• Exercise brief: Copy out all lines from the entries below in which "None" occurs.

[Saved entries]
##########
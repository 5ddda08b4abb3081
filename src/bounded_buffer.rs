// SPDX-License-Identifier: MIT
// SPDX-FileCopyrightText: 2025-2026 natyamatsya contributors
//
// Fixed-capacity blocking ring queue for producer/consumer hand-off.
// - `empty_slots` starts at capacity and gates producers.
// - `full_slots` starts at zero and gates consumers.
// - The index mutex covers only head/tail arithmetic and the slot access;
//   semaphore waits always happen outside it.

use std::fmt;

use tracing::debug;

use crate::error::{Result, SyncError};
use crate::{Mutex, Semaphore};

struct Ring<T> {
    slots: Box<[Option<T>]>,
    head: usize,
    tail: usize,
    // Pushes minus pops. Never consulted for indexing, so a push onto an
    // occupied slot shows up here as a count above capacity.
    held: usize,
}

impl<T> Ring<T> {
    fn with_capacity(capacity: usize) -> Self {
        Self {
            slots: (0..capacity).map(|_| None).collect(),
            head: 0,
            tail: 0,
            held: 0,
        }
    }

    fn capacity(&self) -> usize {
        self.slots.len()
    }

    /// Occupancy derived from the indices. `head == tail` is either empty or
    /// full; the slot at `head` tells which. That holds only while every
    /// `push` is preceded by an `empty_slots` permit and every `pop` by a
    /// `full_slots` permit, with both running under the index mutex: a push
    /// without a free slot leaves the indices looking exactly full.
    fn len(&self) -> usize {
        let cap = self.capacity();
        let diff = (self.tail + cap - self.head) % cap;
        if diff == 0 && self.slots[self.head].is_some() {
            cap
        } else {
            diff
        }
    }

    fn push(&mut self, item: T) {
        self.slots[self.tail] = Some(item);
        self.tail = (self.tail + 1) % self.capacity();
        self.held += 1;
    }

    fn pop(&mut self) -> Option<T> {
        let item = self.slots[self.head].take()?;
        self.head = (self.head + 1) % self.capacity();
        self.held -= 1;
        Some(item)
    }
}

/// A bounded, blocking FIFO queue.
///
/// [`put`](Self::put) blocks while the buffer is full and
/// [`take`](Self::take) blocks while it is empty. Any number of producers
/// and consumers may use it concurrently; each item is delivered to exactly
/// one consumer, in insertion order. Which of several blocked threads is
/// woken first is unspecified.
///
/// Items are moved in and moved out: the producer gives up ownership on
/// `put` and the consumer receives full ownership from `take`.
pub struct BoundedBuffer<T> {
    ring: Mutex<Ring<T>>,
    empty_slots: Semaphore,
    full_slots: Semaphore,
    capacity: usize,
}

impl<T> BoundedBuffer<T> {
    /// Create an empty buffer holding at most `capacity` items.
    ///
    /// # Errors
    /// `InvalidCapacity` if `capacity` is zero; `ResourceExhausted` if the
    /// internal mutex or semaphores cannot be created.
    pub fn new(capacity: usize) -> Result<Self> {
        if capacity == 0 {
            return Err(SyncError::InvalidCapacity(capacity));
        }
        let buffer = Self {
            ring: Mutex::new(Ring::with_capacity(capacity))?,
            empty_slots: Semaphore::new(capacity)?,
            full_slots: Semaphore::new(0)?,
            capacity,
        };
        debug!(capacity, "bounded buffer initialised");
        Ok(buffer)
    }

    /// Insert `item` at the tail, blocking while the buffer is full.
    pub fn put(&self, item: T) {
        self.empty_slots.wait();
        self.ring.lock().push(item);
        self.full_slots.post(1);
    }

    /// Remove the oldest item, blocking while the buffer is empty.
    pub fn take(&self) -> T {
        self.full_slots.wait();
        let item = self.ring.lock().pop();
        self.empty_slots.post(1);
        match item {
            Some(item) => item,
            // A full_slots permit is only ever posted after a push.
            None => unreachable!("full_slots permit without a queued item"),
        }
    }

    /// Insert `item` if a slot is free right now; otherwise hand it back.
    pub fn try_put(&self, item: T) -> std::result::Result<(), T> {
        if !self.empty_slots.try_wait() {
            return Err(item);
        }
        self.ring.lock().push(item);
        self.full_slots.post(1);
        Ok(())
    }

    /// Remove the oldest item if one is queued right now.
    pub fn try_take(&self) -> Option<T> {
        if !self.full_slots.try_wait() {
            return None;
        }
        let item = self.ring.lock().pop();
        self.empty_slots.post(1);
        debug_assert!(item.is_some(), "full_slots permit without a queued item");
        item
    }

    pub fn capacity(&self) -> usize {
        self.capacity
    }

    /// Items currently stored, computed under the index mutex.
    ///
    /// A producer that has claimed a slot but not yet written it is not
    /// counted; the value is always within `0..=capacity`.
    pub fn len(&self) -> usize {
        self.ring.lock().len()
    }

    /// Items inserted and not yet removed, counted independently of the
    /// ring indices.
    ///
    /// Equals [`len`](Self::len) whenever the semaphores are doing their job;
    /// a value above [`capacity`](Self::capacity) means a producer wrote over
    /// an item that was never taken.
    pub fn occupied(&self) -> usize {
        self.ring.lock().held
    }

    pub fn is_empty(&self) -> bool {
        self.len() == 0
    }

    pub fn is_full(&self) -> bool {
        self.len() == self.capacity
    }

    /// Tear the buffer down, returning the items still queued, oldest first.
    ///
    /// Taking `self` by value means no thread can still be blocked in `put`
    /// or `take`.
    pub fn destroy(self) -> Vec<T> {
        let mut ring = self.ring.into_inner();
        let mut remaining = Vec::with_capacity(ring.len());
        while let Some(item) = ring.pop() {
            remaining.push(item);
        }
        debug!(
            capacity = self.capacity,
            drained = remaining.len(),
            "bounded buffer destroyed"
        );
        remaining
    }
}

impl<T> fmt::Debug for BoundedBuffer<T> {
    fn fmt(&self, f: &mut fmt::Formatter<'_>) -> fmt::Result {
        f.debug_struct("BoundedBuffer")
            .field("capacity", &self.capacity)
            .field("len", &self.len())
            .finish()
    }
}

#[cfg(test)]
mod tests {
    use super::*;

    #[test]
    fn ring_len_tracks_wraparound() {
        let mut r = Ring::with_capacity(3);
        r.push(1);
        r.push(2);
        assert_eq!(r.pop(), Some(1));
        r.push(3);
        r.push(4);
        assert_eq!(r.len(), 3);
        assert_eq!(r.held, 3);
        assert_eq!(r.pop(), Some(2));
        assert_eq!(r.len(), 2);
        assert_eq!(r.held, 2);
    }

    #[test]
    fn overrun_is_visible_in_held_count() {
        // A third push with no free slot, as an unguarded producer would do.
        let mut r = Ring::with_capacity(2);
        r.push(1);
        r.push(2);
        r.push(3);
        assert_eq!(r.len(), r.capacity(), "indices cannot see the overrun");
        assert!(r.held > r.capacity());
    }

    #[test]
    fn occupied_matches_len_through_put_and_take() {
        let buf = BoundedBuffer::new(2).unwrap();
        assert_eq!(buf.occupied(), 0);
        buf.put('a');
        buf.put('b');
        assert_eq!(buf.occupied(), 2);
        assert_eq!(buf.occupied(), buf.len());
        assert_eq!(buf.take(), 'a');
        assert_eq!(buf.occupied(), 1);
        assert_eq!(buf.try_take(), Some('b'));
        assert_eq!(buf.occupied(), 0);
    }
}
##########
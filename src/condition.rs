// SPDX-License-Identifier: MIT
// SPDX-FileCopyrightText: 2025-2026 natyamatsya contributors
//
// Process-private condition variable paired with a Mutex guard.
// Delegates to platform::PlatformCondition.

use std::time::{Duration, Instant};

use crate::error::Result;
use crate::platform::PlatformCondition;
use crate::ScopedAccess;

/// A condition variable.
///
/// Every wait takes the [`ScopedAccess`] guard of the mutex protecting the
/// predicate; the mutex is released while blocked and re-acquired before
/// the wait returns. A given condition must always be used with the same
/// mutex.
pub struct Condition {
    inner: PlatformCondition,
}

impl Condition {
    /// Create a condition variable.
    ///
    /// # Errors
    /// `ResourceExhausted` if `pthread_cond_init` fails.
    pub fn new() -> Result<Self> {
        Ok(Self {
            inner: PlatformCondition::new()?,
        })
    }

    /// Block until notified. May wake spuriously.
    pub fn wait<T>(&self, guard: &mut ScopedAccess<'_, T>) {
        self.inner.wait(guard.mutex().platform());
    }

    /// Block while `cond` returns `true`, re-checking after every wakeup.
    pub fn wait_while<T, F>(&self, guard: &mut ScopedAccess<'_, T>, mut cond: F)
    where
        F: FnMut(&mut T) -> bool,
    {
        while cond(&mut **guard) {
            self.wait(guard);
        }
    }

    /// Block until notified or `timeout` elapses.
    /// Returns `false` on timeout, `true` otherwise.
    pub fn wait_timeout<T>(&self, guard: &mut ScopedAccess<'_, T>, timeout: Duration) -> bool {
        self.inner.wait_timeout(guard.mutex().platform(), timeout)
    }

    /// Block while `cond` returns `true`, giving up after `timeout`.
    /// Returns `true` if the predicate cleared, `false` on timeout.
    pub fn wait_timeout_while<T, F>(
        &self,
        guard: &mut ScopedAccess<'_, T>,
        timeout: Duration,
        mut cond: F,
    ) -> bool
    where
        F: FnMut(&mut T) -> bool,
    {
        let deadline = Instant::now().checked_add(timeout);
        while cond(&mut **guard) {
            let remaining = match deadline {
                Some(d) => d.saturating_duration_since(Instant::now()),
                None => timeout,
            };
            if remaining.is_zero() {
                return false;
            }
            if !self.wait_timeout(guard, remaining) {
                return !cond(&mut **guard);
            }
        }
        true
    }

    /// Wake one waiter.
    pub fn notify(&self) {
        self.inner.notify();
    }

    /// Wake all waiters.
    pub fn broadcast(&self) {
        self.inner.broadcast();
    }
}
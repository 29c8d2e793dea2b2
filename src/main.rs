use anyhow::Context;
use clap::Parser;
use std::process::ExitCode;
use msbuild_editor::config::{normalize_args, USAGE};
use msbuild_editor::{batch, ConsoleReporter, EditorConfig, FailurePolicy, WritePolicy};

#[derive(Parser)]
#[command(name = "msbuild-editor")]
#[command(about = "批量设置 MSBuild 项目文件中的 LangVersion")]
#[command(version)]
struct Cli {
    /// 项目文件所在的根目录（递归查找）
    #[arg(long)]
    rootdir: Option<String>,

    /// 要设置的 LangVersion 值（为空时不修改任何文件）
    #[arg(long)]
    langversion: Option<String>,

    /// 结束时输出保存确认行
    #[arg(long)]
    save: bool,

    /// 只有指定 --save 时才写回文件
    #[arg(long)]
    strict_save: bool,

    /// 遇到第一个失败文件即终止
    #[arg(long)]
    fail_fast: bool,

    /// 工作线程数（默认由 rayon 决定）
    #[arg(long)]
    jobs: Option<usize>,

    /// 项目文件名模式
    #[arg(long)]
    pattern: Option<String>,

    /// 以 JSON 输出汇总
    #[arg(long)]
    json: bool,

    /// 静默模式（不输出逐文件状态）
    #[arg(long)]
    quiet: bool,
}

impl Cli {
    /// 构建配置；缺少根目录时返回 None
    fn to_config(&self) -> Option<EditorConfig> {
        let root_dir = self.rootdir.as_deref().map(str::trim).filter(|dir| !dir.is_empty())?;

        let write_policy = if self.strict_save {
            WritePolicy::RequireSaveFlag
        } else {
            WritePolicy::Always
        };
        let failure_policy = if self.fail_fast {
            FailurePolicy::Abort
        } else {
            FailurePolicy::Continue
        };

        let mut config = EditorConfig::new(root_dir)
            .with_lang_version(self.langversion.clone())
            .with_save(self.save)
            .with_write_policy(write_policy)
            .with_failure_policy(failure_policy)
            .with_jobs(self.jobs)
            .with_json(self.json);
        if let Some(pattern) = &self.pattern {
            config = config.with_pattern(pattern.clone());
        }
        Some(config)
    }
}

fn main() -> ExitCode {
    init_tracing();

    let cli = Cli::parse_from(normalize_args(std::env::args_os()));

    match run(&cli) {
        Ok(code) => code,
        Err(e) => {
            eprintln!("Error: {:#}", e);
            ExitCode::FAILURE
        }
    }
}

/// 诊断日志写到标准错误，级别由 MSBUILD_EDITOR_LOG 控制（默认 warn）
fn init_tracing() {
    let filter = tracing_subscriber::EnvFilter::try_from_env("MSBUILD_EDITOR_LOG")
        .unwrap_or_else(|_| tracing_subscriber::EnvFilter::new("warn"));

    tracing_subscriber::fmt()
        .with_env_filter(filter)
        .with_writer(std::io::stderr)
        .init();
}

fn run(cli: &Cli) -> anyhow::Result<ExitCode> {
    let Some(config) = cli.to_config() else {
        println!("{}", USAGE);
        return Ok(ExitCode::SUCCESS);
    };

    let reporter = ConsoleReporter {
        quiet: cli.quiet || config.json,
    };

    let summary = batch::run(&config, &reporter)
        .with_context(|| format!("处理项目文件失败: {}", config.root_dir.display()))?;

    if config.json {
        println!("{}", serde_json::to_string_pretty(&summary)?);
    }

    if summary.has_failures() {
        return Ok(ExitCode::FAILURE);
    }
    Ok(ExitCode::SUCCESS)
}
##########
• Answer space:
            slots: (0..capacity).map(|_| None).collect(),
            None => unreachable!("full_slots permit without a queued item"),
            return None;
                None => timeout,
    /// 构建配置；缺少根目录时返回 None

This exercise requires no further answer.